21° Ord. 22 de Agosto 2010.

Primera Lectura: del libro del profeta Isaías 66: 18-21
Salmo Responsorial, del salmo 116: Vayan por todo el mundo y prediquen el Evangelio.
Segunda Lectura: de la carta a los Hebreos 12: 5-7, 11-13
Aclamación: Yo soy el camino, la verdad y la vida; nadie va al Padre, si no es por , dice el Señor.
Evangelio: Lucas 13: 22-30.

Parecería que no hemos comprendido que el Señor siempre está atento a nuestras súplicas, e insistimos en que “nos escuche y nos responda”. Juzgo que lo que nos hace falta es tener abiertos los sentidos, porque el Señor Dios nos habla de mil maneras…; pero seguimos quejándonos, quizá preferiría decir que seguimos insistiendo porque deseamos palpar, casi físicamente, su ayuda y su presencia. 

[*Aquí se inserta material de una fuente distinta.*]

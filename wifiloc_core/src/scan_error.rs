//! Maps `Box<dyn Error>` from the `ScanSource` boundary to typed `LocError`.
//!
//! The trait in `wifiloc_traits` uses `Box<dyn Error + Send + Sync>` so any
//! backend can plug in; this module converts those to our typed error enum,
//! with an optional feature-gated path for `wifiloc_scan::ScanError`
//! downcasting.

use crate::error::LocError;

/// Map a trait-boundary error to a typed `LocError`.
///
/// Attempts to downcast known scan error types first, then falls back
/// to string-based heuristics.
pub fn map_scan_error(e: &(dyn std::error::Error + 'static)) -> LocError {
    #[cfg(feature = "scan-errors")]
    {
        if let Some(se) = e.downcast_ref::<wifiloc_scan::ScanError>() {
            return match se {
                wifiloc_scan::ScanError::Timeout => LocError::ScanTimeout,
                other => LocError::Scan(other.to_string()),
            };
        }
    }

    // Fallback: string-based detection
    let s = e.to_string();
    if s.to_lowercase().contains("timeout") || s.to_lowercase().contains("timed out") {
        LocError::ScanTimeout
    } else {
        LocError::Scan(s)
    }
}
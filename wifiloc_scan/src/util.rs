use std::time::{Duration, Instant};

use crate::error::{Result, ScanError};

/// Poll `check` until it yields a value or `timeout` expires.
/// Sleeps in small intervals between polls to avoid CPU spinning.
pub fn wait_until_some_with_timeout<T>(
    mut check: impl FnMut() -> Result<Option<T>>,
    timeout: Duration,
    poll_interval: Duration,
) -> Result<T> {
    let deadline = Instant::now() + timeout;
    loop {
        if let Some(v) = check()? {
            return Ok(v);
        }
        if Instant::now() >= deadline {
            return Err(ScanError::Timeout);
        }
        std::thread::sleep(poll_interval);
    }
}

La respuesta que Él nos da, la hacemos oración y ojalá la hiciéramos efectiva, con su ayuda: “concédenos amar lo que nos mandas y anhelar lo que nos prometes”; dos actitudes que van de la mano y que nos conducirán a superar los guiños que nos hacen las creaturas, a no fiarnos de inmediato en ellas, sino después de un maduro discernimiento, encontremos la paz, la felicidad que permanece; esa que nos impulsa a sortear los obstáculos de esta vida. 

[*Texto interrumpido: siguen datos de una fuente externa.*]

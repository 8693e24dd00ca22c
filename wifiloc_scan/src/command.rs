//! Subprocess-backed scan source.
//!
//! Runs the platform scan command once per call, capturing stdout and
//! stderr on helper threads so a chatty child can never fill its pipe and
//! stall. The child is killed when the timeout expires.

use std::io::Read;
use std::process::{Child, Command, ExitStatus, Stdio};
use std::thread::JoinHandle;
use std::time::Duration;

use wifiloc_traits::ScanSource;

use crate::error::{Result, ScanError};
use crate::util::wait_until_some_with_timeout;

/// Command used on macOS to produce the Wi-Fi report.
pub const DEFAULT_COMMAND: &str = "system_profiler";
pub const DEFAULT_ARGS: &[&str] = &["SPAirPortDataType"];

const POLL_INTERVAL: Duration = Duration::from_millis(10);

#[derive(Debug, Clone)]
pub struct CommandScanSource {
    program: String,
    args: Vec<String>,
}

impl Default for CommandScanSource {
    fn default() -> Self {
        Self::new(
            DEFAULT_COMMAND,
            DEFAULT_ARGS.iter().map(|s| (*s).to_string()),
        )
    }
}

impl CommandScanSource {
    pub fn new(program: impl Into<String>, args: impl IntoIterator<Item = String>) -> Self {
        Self {
            program: program.into(),
            args: args.into_iter().collect(),
        }
    }

    fn describe(&self) -> String {
        if self.args.is_empty() {
            self.program.clone()
        } else {
            format!("{} {}", self.program, self.args.join(" "))
        }
    }

    /// Run the command to completion (or timeout) and return its stdout.
    pub fn run(&self, timeout: Duration) -> Result<String> {
        let mut child = Command::new(&self.program)
            .args(&self.args)
            .stdin(Stdio::null())
            .stdout(Stdio::piped())
            .stderr(Stdio::piped())
            .spawn()
            .map_err(|e| ScanError::Spawn {
                command: self.describe(),
                reason: e.to_string(),
            })?;

        let stdout = drain(child.stdout.take());
        let stderr = drain(child.stderr.take());

        let status = match wait_for_exit(&mut child, timeout) {
            Ok(status) => status,
            Err(e) => {
                if let Err(kill_err) = child.kill() {
                    tracing::debug!(error = %kill_err, "scan command already exited");
                }
                if let Err(wait_err) = child.wait() {
                    tracing::debug!(error = %wait_err, "could not reap killed scan command");
                }
                tracing::warn!(command = %self.describe(), ?timeout, "scan command killed");
                return Err(e);
            }
        };

        let out = join_output(stdout)?;
        let err = join_output(stderr)?;
        if !status.success() {
            return Err(ScanError::Exit {
                status: status.to_string(),
                stderr: String::from_utf8_lossy(&err).trim().to_string(),
            });
        }
        tracing::trace!(bytes = out.len(), "scan command output captured");
        String::from_utf8(out).map_err(|_| ScanError::Encoding)
    }
}

impl ScanSource for CommandScanSource {
    fn scan(
        &self,
        timeout: Duration,
    ) -> std::result::Result<String, Box<dyn std::error::Error + Send + Sync>> {
        Ok(self.run(timeout)?)
    }
}

fn wait_for_exit(child: &mut Child, timeout: Duration) -> Result<ExitStatus> {
    wait_until_some_with_timeout(|| Ok(child.try_wait()?), timeout, POLL_INTERVAL)
}

type Drain = Option<JoinHandle<std::io::Result<Vec<u8>>>>;

fn drain<R: Read + Send + 'static>(pipe: Option<R>) -> Drain {
    pipe.map(|mut p| {
        std::thread::spawn(move || {
            let mut buf = Vec::new();
            p.read_to_end(&mut buf)?;
            Ok(buf)
        })
    })
}

fn join_output(handle: Drain) -> Result<Vec<u8>> {
    match handle {
        None => Ok(Vec::new()),
        Some(h) => match h.join() {
            Ok(res) => Ok(res?),
            Err(_) => Err(ScanError::Io(std::io::Error::other(
                "scan output reader panicked",
            ))),
        },
    }
}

La lectura del profeta Isaías y la lectura del fragmento de San Lucas, abren el sentido universal del mensaje de Dios, y, lógicamente el de Cristo. En ambos encontramos que nadie tiene la prerrogativa de posesión de Dios, Ël es el Señor del universo, desea que todos los hombres encuentren esa felicidad que buscan, muchas veces, a tientas. La verdadera felicidad está en la salvación y ésta necesita el apoyo de todos, “Dios quiso tener necesidad de los hombres”, de toda raza, pueblo y nación, y la elección que ofrece, sin distinción abarca  a todo ser humano: “de los países lejanos y de las islas remotas, ellos darán a conocer mi nombre…, de entre ellos escogeré sacerdotes y levitas”, seres consagrados al servicio del Reino. Esta decisión eterna, la encontramos, ampliada, sin límites, en el Salmo. De una tarea que confía Jesús mismo: “Vayan por todo el mundo y prediquen el Evangelio”, a una petición que nace de la comunidad humana universal: “Que te alaben, Señor, todos los pueblos”; la razón, la única que nos sostiene: “porque su amor hacia nosotros es grande y su fidelidad dura por siempre”. No es Israel, no es, ni siquiera el ámbito de la Iglesia, es el mundo completo lo que el Señor desea abrazar y salvar.  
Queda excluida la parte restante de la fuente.